WHAT YOU SHOULD DO
Copy every entry. Do not alter a single word.

━━ THE DATA ━━

//! Argument validation derived from introspected column metadata.

use async_trait::async_trait;
use heck::ToTitleCase;
use modkit_errors::ValidationViolation;
use sea_orm::DatabaseTransaction;
use serde_json::Value;

use crate::actions::EntityAction;
use crate::error::ActionError;
use crate::introspect::{ColumnInfo, ColumnKind, TableInfo};
use crate::record::Record;

#[derive(Debug, Clone, PartialEq, Eq)]
struct FieldRule {
    field: String,
    label: String,
    kind: ColumnKind,
    required: bool,
    max_length: Option<u64>,
}

impl FieldRule {
    fn from_column(column: &ColumnInfo) -> Self {
        Self {
            field: column.name.clone(),
            label: column.name.to_title_case(),
            kind: column.kind,
            required: !column.nullable && !column.has_default,
            max_length: column.max_length,
        }
    }

    fn violation(&self, code: &str, message: String) -> ValidationViolation {
        ValidationViolation::new(self.field.clone(), message).with_code(code)
    }

    fn check(&self, value: Option<&Value>) -> Option<ValidationViolation> {
        let value = match value {
            None | Some(Value::Null) if self.required => {
                return Some(self.violation("required", format!("{} is required", self.label)));
            }
            None | Some(Value::Null) => return None,
            Some(v) => v,
        };
        let type_ok = match self.kind {
            ColumnKind::String | ColumnKind::Date => value.is_string(),
            ColumnKind::Int => value.is_i64() || value.is_u64(),
            ColumnKind::Number => value.is_number(),
            ColumnKind::Boolean => value.is_boolean(),
            ColumnKind::Json | ColumnKind::Other => true,
        };
        if !type_ok {
            let expected = match self.kind {
                ColumnKind::String => "a string",
                ColumnKind::Date => "a date string",
                ColumnKind::Int => "an integer",
                ColumnKind::Number => "a number",
                ColumnKind::Boolean => "true or false",
                ColumnKind::Json | ColumnKind::Other => "valid",
            };
            return Some(self.violation("type", format!("{} must be {expected}", self.label)));
        }
        let too_long = match (self.max_length, value.as_str()) {
            (Some(max), Some(s)) => s.chars().count() as u64 > max,
            _ => false,
        };
        if too_long {
            let max = self.max_length.unwrap_or_default();
            return Some(self.violation("max_length", format!("{} must be at most {max} characters", self.label)));
        }
        None
    }
}

/// `validate`: checks a chosen set of fields and reports every violation at once.
#[derive(Debug, Clone, Default)]
pub struct Validator {
    rules: Vec<FieldRule>,
}

impl Validator {
    /// Rules for `fields` of `table`; every column when `fields` is empty.
    /// Fields the table does not have are ignored.
    #[must_use]
    pub fn from_table(table: &TableInfo, fields: &[String]) -> Self {
        let rules = table
            .columns
            .iter()
            .filter(|c| fields.is_empty() || fields.contains(&c.name))
            .map(FieldRule::from_column)
            .collect();
        Self { rules }
    }

    #[must_use]
    pub fn fields(&self) -> Vec<&str> {
        self.rules.iter().map(|r| r.field.as_str()).collect()
    }

    /// Every violation in `args`, in field order.
    #[must_use]
    pub fn violations(&self, args: &Record) -> Vec<ValidationViolation> {
        self.rules.iter().filter_map(|rule| rule.check(args.get(&rule.field))).collect()
    }

    /// # Errors
    /// `BadRequest` carrying all violations when any field fails.
    pub fn validate(&self, args: &Record) -> Result<(), ActionError> {
        let violations = self.violations(args);
        if violations.is_empty() {
            return Ok(());
        }
        tracing::debug!(count = violations.len(), "validation failed");
        Err(ActionError::BadRequest {
            message: "Invalid arguments".to_owned(),
            violations,
        })
    }
}

#[async_trait]
impl EntityAction for Validator {
    fn name(&self) -> &str {
        "validate"
    }

    async fn invoke(&self, args: Record, _tx: Option<&DatabaseTransaction>) -> Result<Value, ActionError> {
        self.validate(&args)?;
        Ok(Value::Bool(true))
    }
}

#[cfg(test)]
#[cfg_attr(coverage_nightly, coverage(off))]
mod tests {
    use super::*;
    use serde_json::json;

    fn column(name: &str, kind: ColumnKind, nullable: bool, max_length: Option<u64>) -> ColumnInfo {
        ColumnInfo {
            name: name.to_owned(),
            data_type: String::new(),
            kind,
            nullable,
            has_default: false,
            max_length,
            primary_key: false,
        }
    }

    fn person_table() -> TableInfo {
        let mut id = column("id", ColumnKind::Int, false, None);
        id.has_default = true;
        id.primary_key = true;
        TableInfo {
            schema: None,
            table: "person".to_owned(),
            columns: vec![
                id,
                column("firstName", ColumnKind::String, false, Some(5)),
                column("age", ColumnKind::Int, true, None),
                column("active", ColumnKind::Boolean, true, None),
            ],
        }
    }

    #[test]
    fn collects_every_violation() {
        let v = Validator::from_table(&person_table(), &[]);
        let args = json!({"age": 1.5, "active": "yes"}).as_object().cloned().unwrap();
        let violations = v.violations(&args);
        let fields: Vec<_> = violations.iter().map(|v| v.field.as_str()).collect();
        assert_eq!(fields, ["firstName", "age", "active"]);
        assert_eq!(violations[0].message, "First Name is required");
        assert_eq!(violations[0].code.as_deref(), Some("required"));
    }

    #[test]
    fn enforces_max_length_in_characters() {
        let v = Validator::from_table(&person_table(), &["firstName".to_owned()]);
        assert!(v.validate(&json!({"firstName": "Ada"}).as_object().cloned().unwrap()).is_ok());
        let err = v
            .validate(&json!({"firstName": "Adelaide"}).as_object().cloned().unwrap())
            .unwrap_err();
        let ActionError::BadRequest { violations, .. } = err else {
            panic!("expected BadRequest");
        };
        assert_eq!(violations[0].code.as_deref(), Some("max_length"));
    }

    #[test]
    fn auto_assigned_keys_are_optional() {
        let v = Validator::from_table(&person_table(), &["id".to_owned()]);
        assert_eq!(v.fields(), ["id"]);
        assert!(v.validate(&Record::new()).is_ok());
    }
}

━━━

TASK SOLUTION
//! Argument validation derived from introspected column metadata.

use async_trait::async_trait;
use heck::ToTitleCase;
use modkit_errors::ValidationViolation;
use sea_orm::DatabaseTransaction;
use serde_json::Value;

use crate::actions::EntityAction;
use crate::error::ActionError;
use crate::introspect::{ColumnInfo, ColumnKind, TableInfo};
use crate::record::Record;

#[derive(Debug, Clone, PartialEq, Eq)]
struct FieldRule {
    field: String,
    label: String,
    kind: ColumnKind,
    required: bool,
    max_length: Option<u64>,
}

impl FieldRule {
    fn from_column(column: &ColumnInfo) -> Self {
        Self {
            field: column.name.clone(),
            label: column.name.to_title_case(),
            kind: column.kind,
            required: !column.nullable && !column.has_default,
            max_length: column.max_length,
        }
    }

    fn violation(&self, code: &str, message: String) -> ValidationViolation {
        ValidationViolation::new(self.field.clone(), message).with_code(code)
    }

    fn check(&self, value: Option<&Value>) -> Option<ValidationViolation> {
        let value = match value {
            None | Some(Value::Null) if self.required => {
                return Some(self.violation("required", format!("{} is required", self.label)));
            }
            None | Some(Value::Null) => return None,
            Some(v) => v,
        };
        let type_ok = match self.kind {
            ColumnKind::String | ColumnKind::Date => value.is_string(),
            ColumnKind::Int => value.is_i64() || value.is_u64(),
            ColumnKind::Number => value.is_number(),
            ColumnKind::Boolean => value.is_boolean(),
            ColumnKind::Json | ColumnKind::Other => true,
        };
        if !type_ok {
            let expected = match self.kind {
                ColumnKind::String => "a string",
                ColumnKind::Date => "a date string",
                ColumnKind::Int => "an integer",
                ColumnKind::Number => "a number",
                ColumnKind::Boolean => "true or false",
                ColumnKind::Json | ColumnKind::Other => "valid",
            };
            return Some(self.violation("type", format!("{} must be {expected}", self.label)));
        }
        let too_long = match (self.max_length, value.as_str()) {
            (Some(max), Some(s)) => s.chars().count() as u64 > max,
            _ => false,
        };
        if too_long {
            let max = self.max_length.unwrap_or_default();
            return Some(self.violation("max_length", format!("{} must be at most {max} characters", self.label)));
        }
        None
    }
}

/// `validate`: checks a chosen set of fields and reports every violation at once.
#[derive(Debug, Clone, Default)]
pub struct Validator {
    rules: Vec<FieldRule>,
}

impl Validator {
    /// Rules for `fields` of `table`; every column when `fields` is empty.
    /// Fields the table does not have are ignored.
    #[must_use]
    pub fn from_table(table: &TableInfo, fields: &[String]) -> Self {
        let rules = table
            .columns
            .iter()
            .filter(|c| fields.is_empty() || fields.contains(&c.name))
            .map(FieldRule::from_column)
            .collect();
        Self { rules }
    }

    #[must_use]
    pub fn fields(&self) -> Vec<&str> {
        self.rules.iter().map(|r| r.field.as_str()).collect()
    }

    /// Every violation in `args`, in field order.
    #[must_use]
    pub fn violations(&self, args: &Record) -> Vec<ValidationViolation> {
        self.rules.iter().filter_map(|rule| rule.check(args.get(&rule.field))).collect()
    }

    /// # Errors
    /// `BadRequest` carrying all violations when any field fails.
    pub fn validate(&self, args: &Record) -> Result<(), ActionError> {
        let violations = self.violations(args);
        if violations.is_empty() {
            return Ok(());
        }
        tracing::debug!(count = violations.len(), "validation failed");
        Err(ActionError::BadRequest {
            message: "Invalid arguments".to_owned(),
            violations,
        })
    }
}

#[async_trait]
impl EntityAction for Validator {
    fn name(&self) -> &str {
        "validate"
    }

    async fn invoke(&self, args: Record, _tx: Option<&DatabaseTransaction>) -> Result<Value, ActionError> {
        self.validate(&args)?;
        Ok(Value::Bool(true))
    }
}

#[cfg(test)]
#[cfg_attr(coverage_nightly, coverage(off))]
mod tests {
    use super::*;
    use serde_json::json;

    fn column(name: &str, kind: ColumnKind, nullable: bool, max_length: Option<u64>) -> ColumnInfo {
        ColumnInfo {
            name: name.to_owned(),
            data_type: String::new(),
            kind,
            nullable,
            has_default: false,
            max_length,
            primary_key: false,
        }
    }

    fn person_table() -> TableInfo {
        let mut id = column("id", ColumnKind::Int, false, None);
        id.has_default = true;
        id.primary_key = true;
        TableInfo {
            schema: None,
            table: "person".to_owned(),
            columns: vec![
                id,
                column("firstName", ColumnKind::String, false, Some(5)),
                column("age", ColumnKind::Int, true, None),
                column("active", ColumnKind::Boolean, true, None),
            ],
        }
    }

    #[test]
    fn collects_every_violation() {
        let v = Validator::from_table(&person_table(), &[]);
        let args = json!({"age": 1.5, "active": "yes"}).as_object().cloned().unwrap();
        let violations = v.violations(&args);
        let fields: Vec<_> = violations.iter().map(|v| v.field.as_str()).collect();
        assert_eq!(fields, ["firstName", "age", "active"]);
        assert_eq!(violations[0].message, "First Name is required");
        assert_eq!(violations[0].code.as_deref(), Some("required"));
    }

    #[test]
    fn enforces_max_length_in_characters() {
        let v = Validator::from_table(&person_table(), &["firstName".to_owned()]);
        assert!(v.validate(&json!({"firstName": "Ada"}).as_object().cloned().unwrap()).is_ok());
        let err = v
            .validate(&json!({"firstName": "Adelaide"}).as_object().cloned().unwrap())
            .unwrap_err();
        let ActionError::BadRequest { violations, .. } = err else {
            panic!("expected BadRequest");
        };
        assert_eq!(violations[0].code.as_deref(), Some("max_length"));
    }

    #[test]
    fn auto_assigned_keys_are_optional() {
        let v = Validator::from_table(&person_table(), &["id".to_owned()]);
        assert_eq!(v.fields(), ["id"]);
        assert!(v.validate(&Record::new()).is_ok());
    }
}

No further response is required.